> RECORDED INFORMATION
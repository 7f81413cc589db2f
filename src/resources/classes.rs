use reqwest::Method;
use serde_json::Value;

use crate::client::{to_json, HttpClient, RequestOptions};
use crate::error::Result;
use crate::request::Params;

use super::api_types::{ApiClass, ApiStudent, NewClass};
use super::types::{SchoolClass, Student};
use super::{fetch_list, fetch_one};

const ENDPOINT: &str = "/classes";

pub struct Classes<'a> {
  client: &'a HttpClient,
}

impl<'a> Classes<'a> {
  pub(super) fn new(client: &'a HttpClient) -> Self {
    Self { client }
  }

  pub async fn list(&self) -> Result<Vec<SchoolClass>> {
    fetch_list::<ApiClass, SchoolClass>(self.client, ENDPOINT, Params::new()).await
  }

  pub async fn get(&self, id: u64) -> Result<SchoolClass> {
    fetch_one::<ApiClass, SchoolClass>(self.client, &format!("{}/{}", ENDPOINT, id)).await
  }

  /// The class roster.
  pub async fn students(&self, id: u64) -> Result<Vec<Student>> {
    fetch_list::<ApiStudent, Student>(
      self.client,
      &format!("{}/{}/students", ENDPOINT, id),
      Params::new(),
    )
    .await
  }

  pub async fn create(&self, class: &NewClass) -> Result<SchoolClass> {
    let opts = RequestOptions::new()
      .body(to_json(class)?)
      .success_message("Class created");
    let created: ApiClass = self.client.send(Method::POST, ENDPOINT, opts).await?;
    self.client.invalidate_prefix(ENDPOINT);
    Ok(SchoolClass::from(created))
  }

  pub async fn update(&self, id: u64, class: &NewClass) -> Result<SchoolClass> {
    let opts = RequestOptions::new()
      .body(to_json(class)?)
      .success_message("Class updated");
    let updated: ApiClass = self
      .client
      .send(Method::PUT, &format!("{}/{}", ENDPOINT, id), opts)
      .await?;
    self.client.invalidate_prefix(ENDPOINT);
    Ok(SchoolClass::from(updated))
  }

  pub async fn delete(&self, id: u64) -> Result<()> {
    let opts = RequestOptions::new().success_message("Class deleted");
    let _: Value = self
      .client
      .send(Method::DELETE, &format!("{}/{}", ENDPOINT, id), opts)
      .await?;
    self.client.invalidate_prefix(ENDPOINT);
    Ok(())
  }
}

---

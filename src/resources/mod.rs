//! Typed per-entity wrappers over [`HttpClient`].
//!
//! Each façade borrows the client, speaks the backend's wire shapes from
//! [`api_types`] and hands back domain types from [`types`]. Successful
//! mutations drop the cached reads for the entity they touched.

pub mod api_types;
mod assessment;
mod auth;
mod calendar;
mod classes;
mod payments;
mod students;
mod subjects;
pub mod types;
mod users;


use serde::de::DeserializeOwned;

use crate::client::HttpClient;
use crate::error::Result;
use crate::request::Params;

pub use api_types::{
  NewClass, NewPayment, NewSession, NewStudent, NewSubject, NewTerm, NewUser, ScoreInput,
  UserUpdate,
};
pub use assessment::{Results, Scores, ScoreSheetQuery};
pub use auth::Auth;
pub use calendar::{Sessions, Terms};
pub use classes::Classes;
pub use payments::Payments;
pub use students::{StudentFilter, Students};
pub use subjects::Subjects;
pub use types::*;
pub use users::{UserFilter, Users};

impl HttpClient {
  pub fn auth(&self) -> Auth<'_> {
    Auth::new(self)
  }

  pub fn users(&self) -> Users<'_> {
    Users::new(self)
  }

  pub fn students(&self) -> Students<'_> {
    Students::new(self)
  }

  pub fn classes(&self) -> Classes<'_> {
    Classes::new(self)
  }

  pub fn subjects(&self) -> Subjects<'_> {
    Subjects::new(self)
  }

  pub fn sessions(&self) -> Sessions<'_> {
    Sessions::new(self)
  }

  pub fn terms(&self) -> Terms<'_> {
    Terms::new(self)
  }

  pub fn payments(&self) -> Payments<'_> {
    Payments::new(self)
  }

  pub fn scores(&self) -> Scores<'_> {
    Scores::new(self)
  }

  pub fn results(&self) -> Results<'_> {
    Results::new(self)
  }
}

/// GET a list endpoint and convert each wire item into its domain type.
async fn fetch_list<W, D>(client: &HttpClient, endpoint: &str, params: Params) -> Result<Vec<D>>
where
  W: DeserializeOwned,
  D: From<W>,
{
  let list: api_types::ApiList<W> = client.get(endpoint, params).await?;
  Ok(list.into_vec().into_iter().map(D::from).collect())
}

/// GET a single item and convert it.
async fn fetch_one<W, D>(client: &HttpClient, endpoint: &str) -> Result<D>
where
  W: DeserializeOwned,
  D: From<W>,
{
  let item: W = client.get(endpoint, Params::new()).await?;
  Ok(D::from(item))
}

---

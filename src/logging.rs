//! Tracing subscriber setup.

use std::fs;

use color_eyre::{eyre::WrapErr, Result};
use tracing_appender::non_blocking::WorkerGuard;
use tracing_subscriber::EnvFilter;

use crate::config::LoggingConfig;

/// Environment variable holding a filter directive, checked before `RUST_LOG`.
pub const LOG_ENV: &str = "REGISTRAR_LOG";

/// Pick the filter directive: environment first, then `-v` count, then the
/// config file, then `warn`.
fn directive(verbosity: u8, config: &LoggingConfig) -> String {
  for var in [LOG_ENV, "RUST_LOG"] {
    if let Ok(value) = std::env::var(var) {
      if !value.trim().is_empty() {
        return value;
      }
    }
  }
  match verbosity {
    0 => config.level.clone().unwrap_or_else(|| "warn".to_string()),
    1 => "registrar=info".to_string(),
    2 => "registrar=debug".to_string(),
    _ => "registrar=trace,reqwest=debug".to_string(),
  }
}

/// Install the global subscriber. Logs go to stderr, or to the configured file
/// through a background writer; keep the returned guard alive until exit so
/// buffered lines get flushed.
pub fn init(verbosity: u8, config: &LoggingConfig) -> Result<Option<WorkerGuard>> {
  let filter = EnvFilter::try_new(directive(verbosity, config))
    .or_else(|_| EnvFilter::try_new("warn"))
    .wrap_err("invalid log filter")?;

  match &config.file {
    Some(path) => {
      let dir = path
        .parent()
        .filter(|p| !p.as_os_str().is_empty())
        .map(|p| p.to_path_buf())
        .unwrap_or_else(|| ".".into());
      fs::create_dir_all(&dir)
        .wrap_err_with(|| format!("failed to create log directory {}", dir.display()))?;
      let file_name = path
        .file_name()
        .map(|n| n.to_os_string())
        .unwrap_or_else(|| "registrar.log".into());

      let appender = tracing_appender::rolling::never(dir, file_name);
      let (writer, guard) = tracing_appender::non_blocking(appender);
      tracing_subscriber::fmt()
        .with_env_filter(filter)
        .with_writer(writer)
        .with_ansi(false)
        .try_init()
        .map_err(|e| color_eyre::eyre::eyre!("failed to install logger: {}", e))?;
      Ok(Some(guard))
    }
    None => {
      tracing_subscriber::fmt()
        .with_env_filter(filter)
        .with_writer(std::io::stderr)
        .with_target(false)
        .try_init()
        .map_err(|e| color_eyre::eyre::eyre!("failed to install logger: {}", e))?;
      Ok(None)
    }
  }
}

> WHAT THE TASK ASKS
Return all lines from the entries that contain the string "async".

> ANSWER TO THIS TASK
  pub async fn list(&self) -> Result<Vec<SchoolClass>> {
  pub async fn get(&self, id: u64) -> Result<SchoolClass> {
  pub async fn students(&self, id: u64) -> Result<Vec<Student>> {
  pub async fn create(&self, class: &NewClass) -> Result<SchoolClass> {
  pub async fn update(&self, id: u64, class: &NewClass) -> Result<SchoolClass> {
  pub async fn delete(&self, id: u64) -> Result<()> {
async fn fetch_list<W, D>(client: &HttpClient, endpoint: &str, params: Params) -> Result<Vec<D>>
async fn fetch_one<W, D>(client: &HttpClient, endpoint: &str) -> Result<D>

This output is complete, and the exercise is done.